§ Work instructions
Please output the data below exactly as given, starting at its first line and stopping after the line that contains "use serde_json::value::RawValue;".

+++ The input

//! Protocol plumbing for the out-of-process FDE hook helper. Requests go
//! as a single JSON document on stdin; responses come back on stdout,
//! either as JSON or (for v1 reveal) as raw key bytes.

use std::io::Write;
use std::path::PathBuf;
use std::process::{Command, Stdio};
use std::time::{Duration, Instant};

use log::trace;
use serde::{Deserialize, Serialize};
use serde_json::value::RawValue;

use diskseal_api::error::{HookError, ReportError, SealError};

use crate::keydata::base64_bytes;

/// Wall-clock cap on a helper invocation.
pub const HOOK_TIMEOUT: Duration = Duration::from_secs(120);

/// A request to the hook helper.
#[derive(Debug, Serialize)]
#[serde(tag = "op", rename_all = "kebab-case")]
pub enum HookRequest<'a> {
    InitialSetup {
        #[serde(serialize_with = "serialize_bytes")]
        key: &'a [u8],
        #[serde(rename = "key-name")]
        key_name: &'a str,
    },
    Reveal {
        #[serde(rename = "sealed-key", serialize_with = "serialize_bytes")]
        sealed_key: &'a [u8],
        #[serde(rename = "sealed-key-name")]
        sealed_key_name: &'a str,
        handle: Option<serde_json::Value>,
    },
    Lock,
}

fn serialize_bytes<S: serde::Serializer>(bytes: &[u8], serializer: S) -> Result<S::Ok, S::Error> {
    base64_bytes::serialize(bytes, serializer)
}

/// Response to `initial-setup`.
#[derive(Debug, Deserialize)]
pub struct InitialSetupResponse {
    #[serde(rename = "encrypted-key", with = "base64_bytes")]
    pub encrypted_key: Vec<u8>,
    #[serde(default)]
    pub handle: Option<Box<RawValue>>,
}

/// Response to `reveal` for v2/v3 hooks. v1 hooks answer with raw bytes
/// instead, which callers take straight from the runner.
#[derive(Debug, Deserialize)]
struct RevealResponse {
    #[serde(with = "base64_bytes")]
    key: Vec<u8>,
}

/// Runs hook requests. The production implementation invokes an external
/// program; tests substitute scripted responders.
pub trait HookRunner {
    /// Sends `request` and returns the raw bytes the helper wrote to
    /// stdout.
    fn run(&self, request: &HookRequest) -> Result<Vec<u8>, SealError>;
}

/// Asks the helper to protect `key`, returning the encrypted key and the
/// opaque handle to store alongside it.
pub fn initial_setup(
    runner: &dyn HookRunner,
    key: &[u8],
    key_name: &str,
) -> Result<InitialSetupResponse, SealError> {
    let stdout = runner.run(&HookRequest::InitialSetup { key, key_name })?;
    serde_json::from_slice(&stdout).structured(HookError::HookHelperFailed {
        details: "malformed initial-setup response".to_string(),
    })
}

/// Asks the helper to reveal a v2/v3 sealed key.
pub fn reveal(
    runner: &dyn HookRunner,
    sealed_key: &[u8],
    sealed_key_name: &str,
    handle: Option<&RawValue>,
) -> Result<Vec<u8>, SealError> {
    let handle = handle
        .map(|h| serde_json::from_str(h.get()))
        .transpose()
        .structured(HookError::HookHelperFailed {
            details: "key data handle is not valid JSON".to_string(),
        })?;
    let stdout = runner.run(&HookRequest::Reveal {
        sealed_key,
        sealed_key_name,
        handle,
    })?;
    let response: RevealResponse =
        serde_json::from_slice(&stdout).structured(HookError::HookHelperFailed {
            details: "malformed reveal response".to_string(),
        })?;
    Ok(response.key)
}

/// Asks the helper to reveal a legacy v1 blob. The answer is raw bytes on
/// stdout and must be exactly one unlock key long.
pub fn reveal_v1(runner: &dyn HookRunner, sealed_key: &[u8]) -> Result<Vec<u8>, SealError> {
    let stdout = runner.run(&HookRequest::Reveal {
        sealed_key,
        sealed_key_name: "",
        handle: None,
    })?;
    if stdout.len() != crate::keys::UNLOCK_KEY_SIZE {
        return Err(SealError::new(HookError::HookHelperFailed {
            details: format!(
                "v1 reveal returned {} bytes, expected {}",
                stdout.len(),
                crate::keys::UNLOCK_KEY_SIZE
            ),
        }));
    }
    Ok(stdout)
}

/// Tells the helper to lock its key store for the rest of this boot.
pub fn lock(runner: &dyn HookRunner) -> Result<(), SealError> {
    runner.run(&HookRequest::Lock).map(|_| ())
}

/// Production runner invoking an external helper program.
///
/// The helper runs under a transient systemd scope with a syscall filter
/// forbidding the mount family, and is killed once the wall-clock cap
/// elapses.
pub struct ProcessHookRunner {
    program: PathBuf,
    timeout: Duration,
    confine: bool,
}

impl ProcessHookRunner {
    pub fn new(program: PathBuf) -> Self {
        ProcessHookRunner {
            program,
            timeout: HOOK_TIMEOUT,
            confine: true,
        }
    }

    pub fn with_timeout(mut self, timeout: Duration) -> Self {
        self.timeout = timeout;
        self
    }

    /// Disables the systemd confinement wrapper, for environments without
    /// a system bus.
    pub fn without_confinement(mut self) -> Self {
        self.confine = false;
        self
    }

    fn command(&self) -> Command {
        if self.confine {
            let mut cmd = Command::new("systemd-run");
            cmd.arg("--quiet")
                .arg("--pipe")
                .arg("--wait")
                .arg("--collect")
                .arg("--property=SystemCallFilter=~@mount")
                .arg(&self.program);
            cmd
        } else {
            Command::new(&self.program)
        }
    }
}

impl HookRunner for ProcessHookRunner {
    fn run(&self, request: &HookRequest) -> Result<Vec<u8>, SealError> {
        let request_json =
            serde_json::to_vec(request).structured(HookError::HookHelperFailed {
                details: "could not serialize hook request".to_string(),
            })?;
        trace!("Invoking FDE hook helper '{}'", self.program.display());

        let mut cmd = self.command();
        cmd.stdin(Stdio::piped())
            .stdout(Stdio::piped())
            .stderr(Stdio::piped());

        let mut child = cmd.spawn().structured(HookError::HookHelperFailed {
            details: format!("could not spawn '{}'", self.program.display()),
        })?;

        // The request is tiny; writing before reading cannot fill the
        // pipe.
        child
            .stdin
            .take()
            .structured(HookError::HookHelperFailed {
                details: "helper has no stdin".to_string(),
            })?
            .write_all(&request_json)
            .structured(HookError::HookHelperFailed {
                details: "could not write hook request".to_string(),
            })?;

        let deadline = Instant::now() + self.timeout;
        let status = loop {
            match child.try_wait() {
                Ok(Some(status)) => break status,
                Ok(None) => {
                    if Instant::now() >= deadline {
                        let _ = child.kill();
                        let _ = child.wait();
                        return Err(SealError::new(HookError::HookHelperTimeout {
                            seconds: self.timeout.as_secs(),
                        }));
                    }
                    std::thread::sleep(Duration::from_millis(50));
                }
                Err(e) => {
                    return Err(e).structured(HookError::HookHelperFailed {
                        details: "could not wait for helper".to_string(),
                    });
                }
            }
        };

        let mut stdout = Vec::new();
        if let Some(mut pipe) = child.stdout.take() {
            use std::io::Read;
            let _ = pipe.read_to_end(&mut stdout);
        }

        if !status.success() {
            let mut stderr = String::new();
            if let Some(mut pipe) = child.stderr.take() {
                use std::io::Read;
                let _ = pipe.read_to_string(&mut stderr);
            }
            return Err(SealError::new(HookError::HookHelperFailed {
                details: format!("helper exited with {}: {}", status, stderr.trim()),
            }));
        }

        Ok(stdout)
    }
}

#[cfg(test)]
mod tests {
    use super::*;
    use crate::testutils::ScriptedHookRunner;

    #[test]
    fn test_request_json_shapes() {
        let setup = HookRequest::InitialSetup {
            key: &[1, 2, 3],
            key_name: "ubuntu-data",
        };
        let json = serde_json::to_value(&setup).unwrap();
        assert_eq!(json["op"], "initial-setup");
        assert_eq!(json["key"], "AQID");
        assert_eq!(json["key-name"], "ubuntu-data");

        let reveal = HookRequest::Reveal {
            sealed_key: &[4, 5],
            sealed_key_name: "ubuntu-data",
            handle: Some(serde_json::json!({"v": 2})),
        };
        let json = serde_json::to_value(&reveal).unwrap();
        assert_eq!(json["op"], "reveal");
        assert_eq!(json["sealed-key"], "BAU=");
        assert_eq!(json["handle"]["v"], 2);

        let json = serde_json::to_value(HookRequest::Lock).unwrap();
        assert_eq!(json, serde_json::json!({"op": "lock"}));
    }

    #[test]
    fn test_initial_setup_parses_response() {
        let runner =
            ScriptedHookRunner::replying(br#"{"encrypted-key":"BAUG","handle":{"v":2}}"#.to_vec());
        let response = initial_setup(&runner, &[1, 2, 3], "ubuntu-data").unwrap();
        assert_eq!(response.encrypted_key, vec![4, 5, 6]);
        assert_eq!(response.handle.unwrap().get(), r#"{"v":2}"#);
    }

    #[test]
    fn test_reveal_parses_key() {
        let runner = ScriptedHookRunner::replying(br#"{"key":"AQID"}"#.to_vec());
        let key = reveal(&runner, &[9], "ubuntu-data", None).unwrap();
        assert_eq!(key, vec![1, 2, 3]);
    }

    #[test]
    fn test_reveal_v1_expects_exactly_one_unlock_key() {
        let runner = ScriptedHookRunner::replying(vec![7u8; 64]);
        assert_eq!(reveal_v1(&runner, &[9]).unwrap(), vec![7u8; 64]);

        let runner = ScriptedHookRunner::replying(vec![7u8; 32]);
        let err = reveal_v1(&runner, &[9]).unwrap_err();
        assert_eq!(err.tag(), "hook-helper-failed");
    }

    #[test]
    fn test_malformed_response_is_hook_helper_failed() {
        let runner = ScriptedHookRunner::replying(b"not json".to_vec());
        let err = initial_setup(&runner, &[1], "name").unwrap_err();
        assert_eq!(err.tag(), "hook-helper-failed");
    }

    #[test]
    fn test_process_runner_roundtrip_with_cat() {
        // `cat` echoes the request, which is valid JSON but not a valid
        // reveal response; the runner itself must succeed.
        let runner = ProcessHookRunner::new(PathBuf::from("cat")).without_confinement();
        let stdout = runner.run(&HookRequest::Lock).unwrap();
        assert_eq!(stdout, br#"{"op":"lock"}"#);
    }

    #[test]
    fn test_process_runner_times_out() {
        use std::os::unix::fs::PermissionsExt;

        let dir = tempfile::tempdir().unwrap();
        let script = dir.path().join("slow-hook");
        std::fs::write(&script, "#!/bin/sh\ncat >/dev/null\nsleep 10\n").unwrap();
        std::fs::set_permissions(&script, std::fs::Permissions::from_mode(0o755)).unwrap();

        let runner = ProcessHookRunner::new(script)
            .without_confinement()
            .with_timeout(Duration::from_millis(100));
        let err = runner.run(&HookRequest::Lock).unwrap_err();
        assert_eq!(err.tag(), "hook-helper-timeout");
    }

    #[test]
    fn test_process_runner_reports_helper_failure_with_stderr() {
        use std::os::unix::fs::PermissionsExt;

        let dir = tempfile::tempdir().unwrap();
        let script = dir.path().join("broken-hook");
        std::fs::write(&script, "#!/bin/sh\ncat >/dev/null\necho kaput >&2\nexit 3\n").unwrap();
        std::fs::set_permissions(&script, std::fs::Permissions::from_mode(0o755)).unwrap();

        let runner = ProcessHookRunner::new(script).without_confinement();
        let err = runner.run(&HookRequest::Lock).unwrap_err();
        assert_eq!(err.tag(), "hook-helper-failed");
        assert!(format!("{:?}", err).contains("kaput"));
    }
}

++++++

§ Result of the exercise
//! Protocol plumbing for the out-of-process FDE hook helper. Requests go
//! as a single JSON document on stdin; responses come back on stdout,
//! either as JSON or (for v1 reveal) as raw key bytes.

use std::io::Write;
use std::path::PathBuf;
use std::process::{Command, Stdio};
use std::time::{Duration, Instant};

use log::trace;
use serde::{Deserialize, Serialize};
use serde_json::value::RawValue;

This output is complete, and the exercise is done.